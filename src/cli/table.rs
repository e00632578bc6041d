//! Plain-text rendering of aggregate tables

use std::fmt::Write;

use crate::domain::evaluation::{AggregateTable, ProviderErrorPolicy, RunReport};

fn percent(rate: Option<f64>) -> String {
    match rate {
        Some(rate) => format!("{:.2}%", rate * 100.0),
        None => "n/a".to_string(),
    }
}

pub fn render(table: &AggregateTable) -> String {
    let mut out = String::new();

    let _ = writeln!(
        out,
        "Provider: {}  Model: {}  Provider errors: {} ({})",
        table.provider,
        table.model,
        table.provider_errors,
        match table.policy {
            ProviderErrorPolicy::Exclude => "excluded",
            ProviderErrorPolicy::CountAsFailure => "counted as failures",
        }
    );

    if table.is_empty() {
        let _ = writeln!(out, "No verdicts.");
        return out;
    }

    let _ = writeln!(
        out,
        "{:<36} {:<16} {:>7} {:>9} {:>8} {:>10}",
        "CHECKER", "GROUP", "PASSED", "EVALUATED", "EXCLUDED", "PASS RATE"
    );
    for row in &table.rows {
        let _ = writeln!(
            out,
            "{:<36} {:<16} {:>7} {:>9} {:>8} {:>10}",
            row.checker_kind.as_str(),
            row.group,
            row.passed,
            row.evaluated,
            row.excluded,
            percent(row.pass_rate)
        );
    }

    let funnel = &table.funnel;
    let _ = writeln!(out);
    let _ = writeln!(out, "Overall average:     {}", percent(table.overall_average));
    let _ = writeln!(
        out,
        "Function called:     {} ({}/{})",
        percent(funnel.function_called_rate),
        funnel.function_called,
        funnel.evaluated
    );
    let _ = writeln!(
        out,
        "Parameter provided:  {} ({}/{})",
        percent(funnel.parameter_provided_rate),
        funnel.parameter_provided,
        funnel.evaluated
    );
    let _ = writeln!(
        out,
        "Format correct:      {} ({}/{})",
        percent(funnel.format_correct_rate),
        funnel.format_correct,
        funnel.evaluated
    );

    out
}

/// One line describing how the run ended
pub fn run_status_line(report: &RunReport) -> String {
    let mut line = format!(
        "Run {} {}: {}/{} cases",
        report.id,
        report.status,
        report.verdicts.len(),
        report.total_cases
    );
    if report.is_partial() {
        let _ = write!(line, " ({} without verdict)", report.missing_cases());
    }
    line
}
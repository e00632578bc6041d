use async_trait::async_trait;
use serde::{Deserialize, Serialize};
use serde_json::{json, Value};

use super::http_client::HttpClientTrait;
use crate::domain::llm::{FinishReason, Usage};
use crate::domain::{
    LlmProvider, LlmRequest, LlmResponse, Message, MessageRole, ProviderError, ToolCall,
};

const DEFAULT_ANTHROPIC_BASE_URL: &str = "https://api.anthropic.com";
const ANTHROPIC_VERSION: &str = "2023-06-01";
const DEFAULT_MAX_TOKENS: u32 = 4096;
const PROVIDER: &str = "anthropic";

/// Anthropic messages API provider with `tools`
#[derive(Debug)]
pub struct AnthropicProvider<C: HttpClientTrait> {
    client: C,
    api_key: String,
    base_url: String,
}

impl<C: HttpClientTrait> AnthropicProvider<C> {
    pub fn new(client: C, api_key: impl Into<String>) -> Self {
        Self::with_base_url(client, api_key, DEFAULT_ANTHROPIC_BASE_URL)
    }

    pub fn with_base_url(
        client: C,
        api_key: impl Into<String>,
        base_url: impl Into<String>,
    ) -> Self {
        let base_url = base_url.into().trim_end_matches('/').to_string();

        Self {
            client,
            api_key: api_key.into(),
            base_url,
        }
    }

    fn messages_url(&self) -> String {
        format!("{}/v1/messages", self.base_url)
    }

    fn build_request(&self, model: &str, request: &LlmRequest) -> Value {
        let (system, messages) = split_system_messages(&request.messages);

        let anthropic_messages: Vec<AnthropicMessage> =
            messages.into_iter().map(AnthropicMessage::from_domain).collect();

        let mut body = json!({
            "model": model,
            "messages": anthropic_messages,
            "max_tokens": request.max_tokens.unwrap_or(DEFAULT_MAX_TOKENS),
        });

        if let Some(system_content) = system {
            body["system"] = json!(system_content);
        }

        if !request.tools.is_empty() {
            let tools: Vec<Value> = request
                .tools
                .iter()
                .map(|tool| {
                    json!({
                        "name": tool.name,
                        "description": tool.description,
                        "input_schema": tool.parameters,
                    })
                })
                .collect();
            body["tools"] = json!(tools);
        }

        if let Some(temp) = request.temperature {
            body["temperature"] = json!(temp);
        }

        body
    }

    fn headers(&self) -> Vec<(&str, &str)> {
        vec![
            ("x-api-key", self.api_key.as_str()),
            ("anthropic-version", ANTHROPIC_VERSION),
            ("Content-Type", "application/json"),
        ]
    }

    fn parse_response(&self, json: Value) -> Result<LlmResponse, ProviderError> {
        let response: AnthropicResponse = serde_json::from_value(json)
            .map_err(|e| ProviderError::malformed(PROVIDER, format!("Failed to parse response: {}", e)))?;

        let mut text = String::new();
        let mut tool_calls = Vec::new();

        for block in response.content {
            match block {
                AnthropicContentBlock::Text { text: part } => text.push_str(&part),
                AnthropicContentBlock::ToolUse { id, name, input } => {
                    tool_calls.push(ToolCall::new(name, input).with_id(id));
                }
                AnthropicContentBlock::Other => {}
            }
        }

        let mut llm_response = LlmResponse::new(response.id, response.model);
        if !text.is_empty() {
            llm_response = llm_response.with_content(text);
        }
        for call in tool_calls {
            llm_response = llm_response.with_tool_call(call);
        }

        if let Some(reason) = response.stop_reason {
            llm_response = llm_response.with_finish_reason(parse_stop_reason(&reason));
        }

        if let Some(usage) = response.usage {
            llm_response =
                llm_response.with_usage(Usage::new(usage.input_tokens, usage.output_tokens));
        }

        Ok(llm_response)
    }
}

fn split_system_messages(messages: &[Message]) -> (Option<String>, Vec<&Message>) {
    let mut system_content = String::new();
    let mut other_messages = Vec::new();

    for msg in messages {
        if msg.role == MessageRole::System {
            if !system_content.is_empty() {
                system_content.push('\n');
            }
            system_content.push_str(msg.content_text());
        } else {
            other_messages.push(msg);
        }
    }

    let system = (!system_content.is_empty()).then_some(system_content);
    (system, other_messages)
}

fn parse_stop_reason(reason: &str) -> FinishReason {
    match reason {
        "max_tokens" => FinishReason::Length,
        "tool_use" => FinishReason::ToolCalls,
        _ => FinishReason::Stop,
    }
}

#[async_trait]
impl<C: HttpClientTrait> LlmProvider for AnthropicProvider<C> {
    async fn invoke(&self, model: &str, request: LlmRequest) -> Result<LlmResponse, ProviderError> {
        let url = self.messages_url();
        let body = self.build_request(model, &request);
        let response = self
            .client
            .post_json(&url, self.headers(), &body)
            .await
            .map_err(|e| e.for_provider(PROVIDER))?;

        self.parse_response(response)
    }

    fn provider_name(&self) -> &'static str {
        PROVIDER
    }
}

// Anthropic API types

#[derive(Debug, Serialize)]
struct AnthropicMessage {
    role: &'static str,
    content: String,
}

impl AnthropicMessage {
    fn from_domain(message: &Message) -> Self {
        let role = match message.role {
            MessageRole::Assistant => "assistant",
            _ => "user",
        };

        Self {
            role,
            content: message.content_text().to_string(),
        }
    }
}

#[derive(Debug, Deserialize)]
struct AnthropicResponse {
    #[serde(default)]
    id: String,
    #[serde(default)]
    model: String,
    content: Vec<AnthropicContentBlock>,
    stop_reason: Option<String>,
    usage: Option<AnthropicUsage>,
}

#[derive(Debug, Deserialize)]
#[serde(tag = "type", rename_all = "snake_case")]
enum AnthropicContentBlock {
    Text {
        text: String,
    },
    ToolUse {
        id: String,
        name: String,
        #[serde(default)]
        input: Value,
    },
    #[serde(other)]
    Other,
}

#[derive(Debug, Deserialize)]
struct AnthropicUsage {
    input_tokens: u32,
    output_tokens: u32,
}
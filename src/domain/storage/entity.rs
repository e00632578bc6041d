//! Storage entity traits

use std::fmt::Debug;

use serde::{de::DeserializeOwned, Serialize};

/// Trait for types that can be used as storage keys
pub trait StorageKey: Clone + Debug + Send + Sync + Eq + std::hash::Hash {
    /// Key as a string, used verbatim as the file stem by file-backed storage
    fn as_str(&self) -> &str;
}

/// Trait for artifacts that can be persisted
pub trait StorageEntity: Clone + Debug + Send + Sync + Serialize + DeserializeOwned {
    type Key: StorageKey;

    fn key(&self) -> &Self::Key;
}
use serde::{Deserialize, Serialize};
use serde_json::{json, Value};

use super::Message;

/// A callable function offered to the model as a tool
#[derive(Debug, Clone, PartialEq, Serialize, Deserialize)]
pub struct FunctionSchema {
    pub name: String,
    #[serde(default)]
    pub description: String,
    /// JSON Schema of the arguments object
    #[serde(default = "empty_parameters")]
    pub parameters: Value,
}

fn empty_parameters() -> Value {
    json!({"type": "object", "properties": {}})
}

impl FunctionSchema {
    pub fn new(name: impl Into<String>, description: impl Into<String>, parameters: Value) -> Self {
        Self {
            name: name.into(),
            description: description.into(),
            parameters,
        }
    }

    /// Names of the declared argument properties
    pub fn property_names(&self) -> Vec<&str> {
        self.parameters
            .get("properties")
            .and_then(Value::as_object)
            .map(|props| props.keys().map(String::as_str).collect())
            .unwrap_or_default()
    }

    pub fn has_property(&self, name: &str) -> bool {
        self.parameters
            .get("properties")
            .and_then(Value::as_object)
            .is_some_and(|props| props.contains_key(name))
    }
}

/// Parameters for a single function-calling generation
#[derive(Debug, Clone, Serialize, Deserialize)]
pub struct LlmRequest {
    pub messages: Vec<Message>,
    #[serde(default, skip_serializing_if = "Vec::is_empty")]
    pub tools: Vec<FunctionSchema>,
    #[serde(skip_serializing_if = "Option::is_none")]
    pub temperature: Option<f32>,
    #[serde(skip_serializing_if = "Option::is_none")]
    pub max_tokens: Option<u32>,
}

impl LlmRequest {
    pub fn new(messages: Vec<Message>) -> Self {
        Self {
            messages,
            tools: Vec::new(),
            temperature: None,
            max_tokens: None,
        }
    }

    pub fn builder() -> LlmRequestBuilder {
        LlmRequestBuilder::new()
    }

    /// Leading system message, if any
    pub fn system_message(&self) -> Option<&str> {
        self.messages
            .iter()
            .find(|m| m.role == super::MessageRole::System)
            .map(|m| m.content.as_str())
    }

    /// Messages other than the system prompt
    pub fn conversation(&self) -> impl Iterator<Item = &Message> {
        self.messages
            .iter()
            .filter(|m| m.role != super::MessageRole::System)
    }
}

/// Builder for LlmRequest
#[derive(Debug, Default)]
pub struct LlmRequestBuilder {
    messages: Vec<Message>,
    tools: Vec<FunctionSchema>,
    temperature: Option<f32>,
    max_tokens: Option<u32>,
}

impl LlmRequestBuilder {
    pub fn new() -> Self {
        Self::default()
    }

    pub fn message(mut self, message: Message) -> Self {
        self.messages.push(message);
        self
    }

    pub fn system(self, content: impl Into<String>) -> Self {
        self.message(Message::system(content))
    }

    pub fn user(self, content: impl Into<String>) -> Self {
        self.message(Message::user(content))
    }

    pub fn tool(mut self, tool: FunctionSchema) -> Self {
        self.tools.push(tool);
        self
    }

    pub fn temperature(mut self, temperature: Option<f32>) -> Self {
        self.temperature = temperature;
        self
    }

    pub fn max_tokens(mut self, tokens: Option<u32>) -> Self {
        self.max_tokens = tokens;
        self
    }

    pub fn build(self) -> LlmRequest {
        LlmRequest {
            messages: self.messages,
            tools: self.tools,
            temperature: self.temperature,
            max_tokens: self.max_tokens,
        }
    }
}
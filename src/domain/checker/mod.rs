//! Checker domain - Formatting rules applied to produced argument values

mod case;
mod comparison;
mod content;
mod format;
mod format_checker;
mod keywords;
mod kind;
mod language;
mod length;
mod punctuation;
mod python_literal;
mod registry;
mod schema;
mod sentence;
mod start_end;
mod text;

pub use case::{AllLowercaseChecker, AllUppercaseChecker, NAllCapitalWordsChecker};
pub use comparison::Comparison;
pub use content::{PlaceholderCountChecker, PostscriptChecker};
pub use format::{
    count_highlighted_sections, HighlightedSectionsCountChecker, JsonFormatChecker, JsonShape,
    PythonListFormatChecker, SpacesInBetweenChecker, TitleFormatChecker,
};
pub use format_checker::{BoundChecker, CheckerParamsError, FormatChecker, InvalidParam};
pub use keywords::{KeywordFrequencyChecker, KeywordsPresenceChecker, LetterFrequencyChecker};
pub use kind::{CheckerKind, InstructionGroup, UnknownCheckerKind};
pub use language::{CyrillicGreekChecker, Script};
pub use length::{SentenceCountChecker, WordCountChecker};
pub use punctuation::NCommasChecker;
pub use python_literal::is_string_list_literal;
pub use registry::{warm_up, CheckerEntry, CheckerRegistry};
pub use schema::{ParamField, ParamType};
pub use sentence::extract_sentences;
pub use start_end::{EndPhraseChecker, QuotationChecker, QuotationType};
pub use text::{clean_and_split, nfc};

------------

* **ACTION ITEM**
Copy each line of the preceding data that contains the string "funnel".

* **SOLUTION TO THE PROBLEM**
    let funnel = &table.funnel;
        percent(funnel.function_called_rate),
        funnel.function_called,
        funnel.evaluated
        percent(funnel.parameter_provided_rate),
        funnel.parameter_provided,
        funnel.evaluated
        percent(funnel.format_correct_rate),
        funnel.format_correct,
        funnel.evaluated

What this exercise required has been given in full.